## EXERCISE REQUIREMENTS
Extract from the entries below, exactly as given, only the lines from the line containing "pub fn resume(tree: &'a" to the line containing "type Item = (NodeId, u32);", both lines included.

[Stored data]
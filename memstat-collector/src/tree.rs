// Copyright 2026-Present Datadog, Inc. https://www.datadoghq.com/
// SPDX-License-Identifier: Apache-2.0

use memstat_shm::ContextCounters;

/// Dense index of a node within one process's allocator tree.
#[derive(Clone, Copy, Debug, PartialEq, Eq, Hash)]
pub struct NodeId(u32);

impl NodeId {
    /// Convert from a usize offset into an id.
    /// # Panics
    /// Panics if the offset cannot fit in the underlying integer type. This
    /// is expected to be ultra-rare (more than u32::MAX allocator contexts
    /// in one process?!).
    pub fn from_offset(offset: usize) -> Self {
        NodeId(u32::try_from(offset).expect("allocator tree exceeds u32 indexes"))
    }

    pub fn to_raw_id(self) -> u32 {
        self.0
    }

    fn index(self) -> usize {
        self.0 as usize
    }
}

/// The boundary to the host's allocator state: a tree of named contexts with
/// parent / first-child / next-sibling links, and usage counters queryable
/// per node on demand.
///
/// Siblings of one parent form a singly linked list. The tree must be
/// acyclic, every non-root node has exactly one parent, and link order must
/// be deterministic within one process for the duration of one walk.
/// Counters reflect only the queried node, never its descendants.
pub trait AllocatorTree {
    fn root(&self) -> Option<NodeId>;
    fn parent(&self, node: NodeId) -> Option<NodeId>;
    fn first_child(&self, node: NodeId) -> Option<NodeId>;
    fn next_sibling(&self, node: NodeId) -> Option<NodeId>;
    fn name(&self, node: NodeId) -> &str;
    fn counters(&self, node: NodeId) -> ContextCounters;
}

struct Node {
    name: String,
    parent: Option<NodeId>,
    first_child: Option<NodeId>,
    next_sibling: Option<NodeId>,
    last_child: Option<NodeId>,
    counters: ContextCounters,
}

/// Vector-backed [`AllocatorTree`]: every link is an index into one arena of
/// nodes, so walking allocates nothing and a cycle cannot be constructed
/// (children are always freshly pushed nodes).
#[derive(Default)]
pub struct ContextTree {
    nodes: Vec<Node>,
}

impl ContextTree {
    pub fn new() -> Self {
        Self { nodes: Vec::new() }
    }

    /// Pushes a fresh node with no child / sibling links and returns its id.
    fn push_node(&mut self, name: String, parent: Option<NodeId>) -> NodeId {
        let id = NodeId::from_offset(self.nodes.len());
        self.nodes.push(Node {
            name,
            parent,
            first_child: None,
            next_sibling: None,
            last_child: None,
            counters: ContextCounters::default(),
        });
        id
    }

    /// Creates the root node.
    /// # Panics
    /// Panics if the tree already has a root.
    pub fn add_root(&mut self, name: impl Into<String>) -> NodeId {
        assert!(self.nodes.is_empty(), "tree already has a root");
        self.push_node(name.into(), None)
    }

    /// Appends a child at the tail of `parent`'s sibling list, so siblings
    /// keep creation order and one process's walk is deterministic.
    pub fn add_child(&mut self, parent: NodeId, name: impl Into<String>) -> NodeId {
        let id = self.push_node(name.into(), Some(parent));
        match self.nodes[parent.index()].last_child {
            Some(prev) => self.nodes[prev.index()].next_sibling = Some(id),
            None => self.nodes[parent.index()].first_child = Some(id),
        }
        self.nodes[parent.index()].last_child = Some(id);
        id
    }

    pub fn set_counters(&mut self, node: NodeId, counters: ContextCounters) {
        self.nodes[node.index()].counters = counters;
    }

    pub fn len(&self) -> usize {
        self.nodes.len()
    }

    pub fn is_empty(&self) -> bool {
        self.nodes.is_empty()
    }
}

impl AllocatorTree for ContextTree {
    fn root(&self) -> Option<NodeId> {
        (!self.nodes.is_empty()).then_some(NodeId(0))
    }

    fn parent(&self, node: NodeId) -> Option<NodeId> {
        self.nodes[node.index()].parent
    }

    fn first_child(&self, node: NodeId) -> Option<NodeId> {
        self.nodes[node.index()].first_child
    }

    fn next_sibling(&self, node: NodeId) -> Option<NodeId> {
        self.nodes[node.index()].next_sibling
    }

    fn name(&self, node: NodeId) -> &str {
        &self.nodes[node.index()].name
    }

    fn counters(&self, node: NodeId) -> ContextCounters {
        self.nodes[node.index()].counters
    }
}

==

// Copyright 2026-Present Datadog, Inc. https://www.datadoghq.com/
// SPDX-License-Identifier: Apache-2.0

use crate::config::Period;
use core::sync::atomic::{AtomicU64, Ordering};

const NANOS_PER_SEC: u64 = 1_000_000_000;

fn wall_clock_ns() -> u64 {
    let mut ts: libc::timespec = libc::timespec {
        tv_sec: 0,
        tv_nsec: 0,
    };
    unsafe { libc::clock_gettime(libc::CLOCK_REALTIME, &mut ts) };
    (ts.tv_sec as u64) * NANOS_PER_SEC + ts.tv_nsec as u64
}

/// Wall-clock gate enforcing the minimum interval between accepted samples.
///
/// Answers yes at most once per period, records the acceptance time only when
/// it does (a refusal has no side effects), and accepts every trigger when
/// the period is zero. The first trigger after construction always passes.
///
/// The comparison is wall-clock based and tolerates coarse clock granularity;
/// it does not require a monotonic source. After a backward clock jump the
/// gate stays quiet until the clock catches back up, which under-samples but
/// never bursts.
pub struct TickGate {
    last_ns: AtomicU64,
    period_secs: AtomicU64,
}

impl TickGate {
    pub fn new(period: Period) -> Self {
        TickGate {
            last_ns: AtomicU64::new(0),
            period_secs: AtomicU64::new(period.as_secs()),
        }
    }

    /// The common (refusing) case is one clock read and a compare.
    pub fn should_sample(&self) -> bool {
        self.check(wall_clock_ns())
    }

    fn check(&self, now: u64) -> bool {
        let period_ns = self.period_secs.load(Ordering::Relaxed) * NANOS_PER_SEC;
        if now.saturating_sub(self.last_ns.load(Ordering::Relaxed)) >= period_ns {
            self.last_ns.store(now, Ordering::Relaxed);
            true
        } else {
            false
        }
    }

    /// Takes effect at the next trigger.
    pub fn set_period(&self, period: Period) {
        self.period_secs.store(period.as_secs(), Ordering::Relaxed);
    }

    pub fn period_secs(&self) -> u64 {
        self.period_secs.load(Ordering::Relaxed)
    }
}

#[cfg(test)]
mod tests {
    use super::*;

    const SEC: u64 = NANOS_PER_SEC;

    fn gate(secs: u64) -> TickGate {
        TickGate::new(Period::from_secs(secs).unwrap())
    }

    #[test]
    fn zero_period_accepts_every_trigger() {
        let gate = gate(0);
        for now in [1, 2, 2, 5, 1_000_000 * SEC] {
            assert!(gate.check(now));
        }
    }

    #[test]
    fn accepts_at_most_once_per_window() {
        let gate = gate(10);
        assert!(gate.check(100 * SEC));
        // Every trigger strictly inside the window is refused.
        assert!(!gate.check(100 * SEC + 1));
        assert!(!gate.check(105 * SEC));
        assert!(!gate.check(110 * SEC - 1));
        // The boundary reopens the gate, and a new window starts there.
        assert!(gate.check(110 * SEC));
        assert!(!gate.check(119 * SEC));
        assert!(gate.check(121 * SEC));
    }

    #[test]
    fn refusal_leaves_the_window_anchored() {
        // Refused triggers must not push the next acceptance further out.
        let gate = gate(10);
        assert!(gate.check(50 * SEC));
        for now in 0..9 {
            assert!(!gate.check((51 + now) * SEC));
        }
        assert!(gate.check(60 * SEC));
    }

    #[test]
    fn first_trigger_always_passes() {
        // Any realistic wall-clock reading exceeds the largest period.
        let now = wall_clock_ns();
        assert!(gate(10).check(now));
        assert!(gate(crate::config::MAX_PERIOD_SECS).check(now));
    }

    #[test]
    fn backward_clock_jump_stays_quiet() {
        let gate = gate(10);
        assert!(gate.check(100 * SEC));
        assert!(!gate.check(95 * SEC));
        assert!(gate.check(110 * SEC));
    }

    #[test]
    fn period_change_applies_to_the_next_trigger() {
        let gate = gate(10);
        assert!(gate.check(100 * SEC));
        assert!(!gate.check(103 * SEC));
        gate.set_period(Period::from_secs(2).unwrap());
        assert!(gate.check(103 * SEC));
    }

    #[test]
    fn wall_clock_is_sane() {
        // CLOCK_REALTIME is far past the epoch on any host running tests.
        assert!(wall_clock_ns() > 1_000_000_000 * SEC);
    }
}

--

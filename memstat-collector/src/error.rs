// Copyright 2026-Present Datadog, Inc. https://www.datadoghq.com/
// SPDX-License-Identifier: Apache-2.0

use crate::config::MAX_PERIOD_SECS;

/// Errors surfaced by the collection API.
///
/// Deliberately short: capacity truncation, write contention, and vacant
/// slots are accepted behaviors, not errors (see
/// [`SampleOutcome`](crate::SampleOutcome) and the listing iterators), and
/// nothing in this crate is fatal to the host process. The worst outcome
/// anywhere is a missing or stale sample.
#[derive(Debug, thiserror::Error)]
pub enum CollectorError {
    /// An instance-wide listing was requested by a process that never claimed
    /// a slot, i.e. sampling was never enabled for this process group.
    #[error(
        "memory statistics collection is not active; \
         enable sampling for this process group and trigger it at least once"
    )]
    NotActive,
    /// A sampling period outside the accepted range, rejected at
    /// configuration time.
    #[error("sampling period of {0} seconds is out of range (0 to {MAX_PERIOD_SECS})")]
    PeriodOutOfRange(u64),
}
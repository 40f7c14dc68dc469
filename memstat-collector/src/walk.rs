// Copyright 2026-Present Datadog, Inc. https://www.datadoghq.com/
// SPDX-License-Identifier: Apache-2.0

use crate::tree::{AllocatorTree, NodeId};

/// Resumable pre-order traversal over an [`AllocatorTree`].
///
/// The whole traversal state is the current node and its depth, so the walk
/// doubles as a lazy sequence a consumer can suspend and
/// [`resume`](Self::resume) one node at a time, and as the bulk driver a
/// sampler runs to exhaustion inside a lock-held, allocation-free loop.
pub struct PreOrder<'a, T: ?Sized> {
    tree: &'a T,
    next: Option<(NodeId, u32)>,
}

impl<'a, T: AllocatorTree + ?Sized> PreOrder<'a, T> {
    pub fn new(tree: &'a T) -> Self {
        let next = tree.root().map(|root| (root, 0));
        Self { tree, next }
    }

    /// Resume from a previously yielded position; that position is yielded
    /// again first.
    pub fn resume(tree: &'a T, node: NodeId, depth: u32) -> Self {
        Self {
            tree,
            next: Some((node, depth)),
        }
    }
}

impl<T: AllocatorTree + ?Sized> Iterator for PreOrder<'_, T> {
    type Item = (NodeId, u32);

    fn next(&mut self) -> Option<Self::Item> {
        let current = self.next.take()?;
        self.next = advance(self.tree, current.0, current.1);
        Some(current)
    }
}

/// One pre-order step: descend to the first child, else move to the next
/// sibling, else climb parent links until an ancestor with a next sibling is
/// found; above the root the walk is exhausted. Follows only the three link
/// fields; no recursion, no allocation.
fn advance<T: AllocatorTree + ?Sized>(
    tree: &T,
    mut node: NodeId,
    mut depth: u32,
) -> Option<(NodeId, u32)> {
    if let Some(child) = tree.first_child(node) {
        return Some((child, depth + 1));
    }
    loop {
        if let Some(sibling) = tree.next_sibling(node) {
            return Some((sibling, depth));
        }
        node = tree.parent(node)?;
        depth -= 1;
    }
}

## OUTPUT FOR THIS EXERCISE
    pub fn resume(tree: &'a T, node: NodeId, depth: u32) -> Self {
        Self {
            tree,
            next: Some((node, depth)),
        }
    }
}

impl<T: AllocatorTree + ?Sized> Iterator for PreOrder<'_, T> {
    type Item = (NodeId, u32);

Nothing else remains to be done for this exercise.